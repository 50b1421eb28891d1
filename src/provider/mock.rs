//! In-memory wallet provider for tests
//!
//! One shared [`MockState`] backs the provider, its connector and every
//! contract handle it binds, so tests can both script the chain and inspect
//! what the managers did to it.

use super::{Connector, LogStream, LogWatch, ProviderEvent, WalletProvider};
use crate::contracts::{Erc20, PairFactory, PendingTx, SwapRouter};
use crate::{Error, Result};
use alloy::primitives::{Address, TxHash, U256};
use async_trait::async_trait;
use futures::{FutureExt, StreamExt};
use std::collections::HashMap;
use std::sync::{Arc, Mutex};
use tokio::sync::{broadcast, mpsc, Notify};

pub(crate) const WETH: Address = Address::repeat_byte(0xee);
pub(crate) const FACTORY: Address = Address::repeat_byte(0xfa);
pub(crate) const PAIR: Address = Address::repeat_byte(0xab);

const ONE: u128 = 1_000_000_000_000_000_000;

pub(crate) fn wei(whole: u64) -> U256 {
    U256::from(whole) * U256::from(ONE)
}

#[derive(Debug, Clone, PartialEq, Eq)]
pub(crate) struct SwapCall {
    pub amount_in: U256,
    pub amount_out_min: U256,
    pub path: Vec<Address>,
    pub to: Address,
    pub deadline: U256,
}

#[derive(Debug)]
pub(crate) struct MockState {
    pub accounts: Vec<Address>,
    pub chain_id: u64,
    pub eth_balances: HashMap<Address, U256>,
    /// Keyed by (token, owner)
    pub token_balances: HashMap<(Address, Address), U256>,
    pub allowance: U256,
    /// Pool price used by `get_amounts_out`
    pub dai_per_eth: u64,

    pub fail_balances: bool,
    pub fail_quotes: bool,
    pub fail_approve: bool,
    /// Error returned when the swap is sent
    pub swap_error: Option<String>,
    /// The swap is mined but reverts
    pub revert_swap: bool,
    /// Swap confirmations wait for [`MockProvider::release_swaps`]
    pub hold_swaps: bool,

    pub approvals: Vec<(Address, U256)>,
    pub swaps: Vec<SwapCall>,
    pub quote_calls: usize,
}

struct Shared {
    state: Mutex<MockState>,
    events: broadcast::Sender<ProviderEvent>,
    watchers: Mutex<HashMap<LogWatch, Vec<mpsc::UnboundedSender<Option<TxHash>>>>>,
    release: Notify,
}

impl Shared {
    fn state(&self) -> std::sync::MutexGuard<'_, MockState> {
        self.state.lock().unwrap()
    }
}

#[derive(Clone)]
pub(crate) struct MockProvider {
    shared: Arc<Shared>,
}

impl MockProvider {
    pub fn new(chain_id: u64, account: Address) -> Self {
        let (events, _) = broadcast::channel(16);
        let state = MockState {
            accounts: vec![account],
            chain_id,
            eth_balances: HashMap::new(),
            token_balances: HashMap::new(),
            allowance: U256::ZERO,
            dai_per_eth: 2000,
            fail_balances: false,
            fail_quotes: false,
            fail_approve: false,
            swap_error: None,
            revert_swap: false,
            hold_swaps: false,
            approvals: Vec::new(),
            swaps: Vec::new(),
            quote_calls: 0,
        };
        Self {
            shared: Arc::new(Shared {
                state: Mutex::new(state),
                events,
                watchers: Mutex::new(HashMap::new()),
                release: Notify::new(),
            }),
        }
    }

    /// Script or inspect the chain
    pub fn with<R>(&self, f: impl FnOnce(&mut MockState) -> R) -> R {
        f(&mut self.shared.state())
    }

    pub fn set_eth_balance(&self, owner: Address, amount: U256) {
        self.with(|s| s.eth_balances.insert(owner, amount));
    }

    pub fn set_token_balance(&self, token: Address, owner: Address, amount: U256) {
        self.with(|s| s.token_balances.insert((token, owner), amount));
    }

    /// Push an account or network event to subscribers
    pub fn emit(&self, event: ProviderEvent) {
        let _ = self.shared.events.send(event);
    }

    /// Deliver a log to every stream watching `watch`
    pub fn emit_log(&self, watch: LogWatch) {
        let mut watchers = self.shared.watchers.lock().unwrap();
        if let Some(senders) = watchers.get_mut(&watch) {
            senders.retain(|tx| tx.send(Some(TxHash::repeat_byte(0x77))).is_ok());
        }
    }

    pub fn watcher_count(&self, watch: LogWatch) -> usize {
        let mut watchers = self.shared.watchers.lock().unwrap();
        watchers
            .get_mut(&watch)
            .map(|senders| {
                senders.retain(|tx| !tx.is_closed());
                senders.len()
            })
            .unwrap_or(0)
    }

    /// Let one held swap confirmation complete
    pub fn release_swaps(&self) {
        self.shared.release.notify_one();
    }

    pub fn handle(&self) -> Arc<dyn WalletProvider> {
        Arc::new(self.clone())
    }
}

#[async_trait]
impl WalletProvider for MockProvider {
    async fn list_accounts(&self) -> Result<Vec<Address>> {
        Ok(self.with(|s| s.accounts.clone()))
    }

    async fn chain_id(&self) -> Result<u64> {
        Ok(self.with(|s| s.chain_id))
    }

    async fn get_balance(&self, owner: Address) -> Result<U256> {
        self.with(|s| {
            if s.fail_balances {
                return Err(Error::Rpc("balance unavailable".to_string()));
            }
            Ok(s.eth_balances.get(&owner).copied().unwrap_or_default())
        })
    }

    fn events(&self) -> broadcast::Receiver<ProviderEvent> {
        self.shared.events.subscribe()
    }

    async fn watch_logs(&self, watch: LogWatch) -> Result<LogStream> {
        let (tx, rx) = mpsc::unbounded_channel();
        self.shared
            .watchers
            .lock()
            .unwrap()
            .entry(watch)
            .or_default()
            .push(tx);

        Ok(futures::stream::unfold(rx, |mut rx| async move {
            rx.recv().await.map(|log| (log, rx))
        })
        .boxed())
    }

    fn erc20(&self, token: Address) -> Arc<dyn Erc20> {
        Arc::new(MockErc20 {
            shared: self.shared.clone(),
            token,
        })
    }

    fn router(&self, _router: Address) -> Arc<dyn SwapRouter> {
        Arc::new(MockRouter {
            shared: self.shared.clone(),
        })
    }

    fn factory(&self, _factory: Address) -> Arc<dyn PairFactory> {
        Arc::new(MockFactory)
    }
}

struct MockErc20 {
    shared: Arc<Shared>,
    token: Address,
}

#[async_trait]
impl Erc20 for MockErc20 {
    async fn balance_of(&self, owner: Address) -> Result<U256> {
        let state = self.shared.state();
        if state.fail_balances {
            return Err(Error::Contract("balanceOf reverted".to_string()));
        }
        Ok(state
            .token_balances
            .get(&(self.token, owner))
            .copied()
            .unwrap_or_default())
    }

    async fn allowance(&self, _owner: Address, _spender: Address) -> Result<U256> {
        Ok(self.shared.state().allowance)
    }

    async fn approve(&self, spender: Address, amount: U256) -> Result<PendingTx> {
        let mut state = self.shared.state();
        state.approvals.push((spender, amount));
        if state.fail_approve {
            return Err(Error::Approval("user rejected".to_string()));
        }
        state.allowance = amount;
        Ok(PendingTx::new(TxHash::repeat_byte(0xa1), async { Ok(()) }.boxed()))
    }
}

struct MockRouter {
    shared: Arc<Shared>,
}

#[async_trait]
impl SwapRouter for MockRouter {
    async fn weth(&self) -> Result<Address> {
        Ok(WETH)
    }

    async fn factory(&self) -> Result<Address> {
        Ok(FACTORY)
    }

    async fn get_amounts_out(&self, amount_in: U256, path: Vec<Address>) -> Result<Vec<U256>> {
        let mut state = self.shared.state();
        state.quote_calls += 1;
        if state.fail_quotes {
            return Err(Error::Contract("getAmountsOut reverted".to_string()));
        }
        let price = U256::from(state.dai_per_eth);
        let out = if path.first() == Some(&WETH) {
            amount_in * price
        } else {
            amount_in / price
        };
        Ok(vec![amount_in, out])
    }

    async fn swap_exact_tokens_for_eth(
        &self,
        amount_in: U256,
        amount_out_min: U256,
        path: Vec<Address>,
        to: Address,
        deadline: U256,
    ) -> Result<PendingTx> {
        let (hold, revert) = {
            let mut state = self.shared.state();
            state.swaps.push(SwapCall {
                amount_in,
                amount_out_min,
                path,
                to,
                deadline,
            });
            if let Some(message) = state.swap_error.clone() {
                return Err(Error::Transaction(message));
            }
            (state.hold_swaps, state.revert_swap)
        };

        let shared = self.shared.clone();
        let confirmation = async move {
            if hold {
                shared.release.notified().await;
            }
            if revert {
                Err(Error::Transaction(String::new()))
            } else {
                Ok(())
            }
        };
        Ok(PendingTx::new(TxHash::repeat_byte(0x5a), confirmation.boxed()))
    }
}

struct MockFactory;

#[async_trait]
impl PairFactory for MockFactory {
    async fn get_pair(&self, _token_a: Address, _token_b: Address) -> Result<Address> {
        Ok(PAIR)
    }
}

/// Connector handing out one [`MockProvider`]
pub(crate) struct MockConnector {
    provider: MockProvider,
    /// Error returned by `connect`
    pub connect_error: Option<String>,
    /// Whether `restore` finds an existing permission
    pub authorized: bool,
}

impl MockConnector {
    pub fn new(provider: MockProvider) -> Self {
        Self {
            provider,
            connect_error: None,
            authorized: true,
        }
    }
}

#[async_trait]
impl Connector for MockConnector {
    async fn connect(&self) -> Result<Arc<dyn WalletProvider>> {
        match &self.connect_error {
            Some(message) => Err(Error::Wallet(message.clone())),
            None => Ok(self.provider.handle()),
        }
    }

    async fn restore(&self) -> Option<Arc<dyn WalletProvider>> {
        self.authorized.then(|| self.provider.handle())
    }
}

********************

**ABOUT THIS TASK:** Say how many lines of the listing above contain "mpsc". Include nothing besides the number.

**RESPONSE TO THIS TASK:** 3